Argumentative Essay Examples

When it comes to crafting compelling argumentative essays, the choice of your topic plays a pivotal role. Argumentative essay topics are the cornerstone of your paper's success. They provide the foundation upon which you'll build your persuasive arguments. To ensure your essay engages your audience effectively, consider the following aspects:

  • Relevance: Choose topics that are relevant to your field of study or the subject matter at hand. The more closely your topic aligns with your course content, the easier it will be to present a well-informed argument.
  • Interest: Opt for topics that genuinely interest you. Your enthusiasm will shine through in your writing, making it more engaging for your readers.
  • Controversy: Look for topics that have a debatable aspect. Controversial subjects often lead to more compelling arguments, as they offer multiple perspectives to explore.

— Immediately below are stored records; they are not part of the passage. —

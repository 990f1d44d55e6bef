//! SheetPlot 文件处理
//!
//! 支持：
//! - `.dxf` 读取，作为图框识别的文档来源
//! - 图框缓存（JSON），在识别阶段和出图阶段之间保存结果

pub mod cache;
pub mod dxf_document;
pub mod error;

pub use cache::{FrameCache, CACHE_FORMAT_VERSION, DEFAULT_CACHE_FILE};
pub use dxf_document::DxfDocument;
pub use error::FileError;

Examples of Best Topics for Argumentative Essays

  • Is the cost of college too high?
  • Is homeschooling on par with traditional schooling?
  • Can online education be as effective as in-person learning?
  • Are school uniforms beneficial?
  • Is a gap year beneficial for students before starting college?

Health & Nutrition

  • Can vegetarian diets be healthy for all stages of life?
  • Should smoking be banned in public places?

Science & Technology

  • Should governments regulate social media platforms?
  • Is climate change the biggest threat facing humanity?
  • Is space exploration worth the investment?
  • Should genetically modified foods be sold with a warning label?

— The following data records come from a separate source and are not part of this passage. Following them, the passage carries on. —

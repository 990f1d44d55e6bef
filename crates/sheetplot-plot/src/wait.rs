//! 等待输出文件
//!
//! 设备的输出调用返回时文件可能还没写出来，需要轮询文件是否存在。
//! 时间源通过 [`Clock`] 注入，测试时不必真的等待。

use crate::error::JobFailure;
use std::path::Path;
use std::sync::atomic::{AtomicBool, Ordering};
use std::sync::Arc;
use std::time::{Duration, Instant};

/// 默认轮询间隔
pub const DEFAULT_POLL_INTERVAL: Duration = Duration::from_millis(200);

/// 默认超时
pub const DEFAULT_TIMEOUT: Duration = Duration::from_secs(30);

/// 时间源
pub trait Clock {
    fn now(&self) -> Instant;
    fn sleep(&self, duration: Duration);
}

/// 系统时钟
#[derive(Debug, Clone, Copy, Default)]
pub struct SystemClock;

impl Clock for SystemClock {
    fn now(&self) -> Instant {
        Instant::now()
    }

    fn sleep(&self, duration: Duration) {
        std::thread::sleep(duration);
    }
}

impl<C: Clock + ?Sized> Clock for &C {
    fn now(&self) -> Instant {
        (**self).now()
    }

    fn sleep(&self, duration: Duration) {
        (**self).sleep(duration)
    }
}

/// 取消标记，可以跨线程共享
#[derive(Debug, Clone, Default)]
pub struct CancelToken(Arc<AtomicBool>);

impl CancelToken {
    pub fn new() -> Self {
        Self::default()
    }

    pub fn cancel(&self) {
        self.0.store(true, Ordering::SeqCst);
    }

    pub fn is_cancelled(&self) -> bool {
        self.0.load(Ordering::SeqCst)
    }
}

/// 轮询参数
#[derive(Debug, Clone, Copy, PartialEq, Eq)]
pub struct WaitPolicy {
    pub interval: Duration,
    pub timeout: Duration,
}

impl Default for WaitPolicy {
    fn default() -> Self {
        Self {
            interval: DEFAULT_POLL_INTERVAL,
            timeout: DEFAULT_TIMEOUT,
        }
    }
}

impl WaitPolicy {
    /// 等待文件出现
    ///
    /// 超时返回 `RenderTimeout`；等待期间被取消返回 `Cancelled`。
    pub fn wait_for_file<C: Clock + ?Sized>(
        &self,
        path: &Path,
        clock: &C,
        cancel: &CancelToken,
    ) -> Result<(), JobFailure> {
        let start = clock.now();

        loop {
            if path.exists() {
                return Ok(());
            }
            if cancel.is_cancelled() {
                return Err(JobFailure::Cancelled);
            }
            let elapsed = clock.now().duration_since(start);
            if elapsed >= self.timeout {
                return Err(JobFailure::RenderTimeout {
                    path: path.to_path_buf(),
                    timeout: self.timeout,
                });
            }
            // 最后一次等待不超过剩余时间
            clock.sleep(self.interval.min(self.timeout - elapsed));
        }
    }
}
//! 识别阶段错误定义

use thiserror::Error;

/// 宿主文档访问错误
#[derive(Error, Debug)]
pub enum DocumentError {
    #[error("Document service unavailable: {0}")]
    Unavailable(String),

    #[error("Document read failed: {0}")]
    Read(String),
}

/// 图框识别错误
///
/// 单个实体的问题（无包围盒、无法分类、找不到图号）不会出现在这里，
/// 它们只会让该实体不进入结果。
#[derive(Error, Debug)]
pub enum AnalyzeError {
    #[error("Service unavailable: {0}")]
    ServiceUnavailable(#[from] DocumentError),
}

Examples of Good Topics for Argumentative Essays

Social issues.

  • Do video games contribute to youth violence?
  • Is a universal basic income a viable solution to poverty?
  • Is the death penalty an effective deterrent to serious crimes?
  • Should countries have a one-car-per-family policy to control emissions?
  • Are professional athletes overpaid?
  • Should voting be compulsory for all eligible citizens?
  • Are security cameras an invasion of privacy?

Environment

  • Should animal testing be banned?
  • Should recycling be mandatory?

Selecting the right argumentative essay topic is a critical step in the essay-writing process. By choosing relevant, interesting, and controversial topics for argument essays, you can enhance your essay's visibility and impact. Moreover, maintaining a balanced approach to argumentation will ensure your essay is both persuasive and comprehensive. For further guidance, consider referring to argumentative essay examples to refine your writing skills and gain valuable insights.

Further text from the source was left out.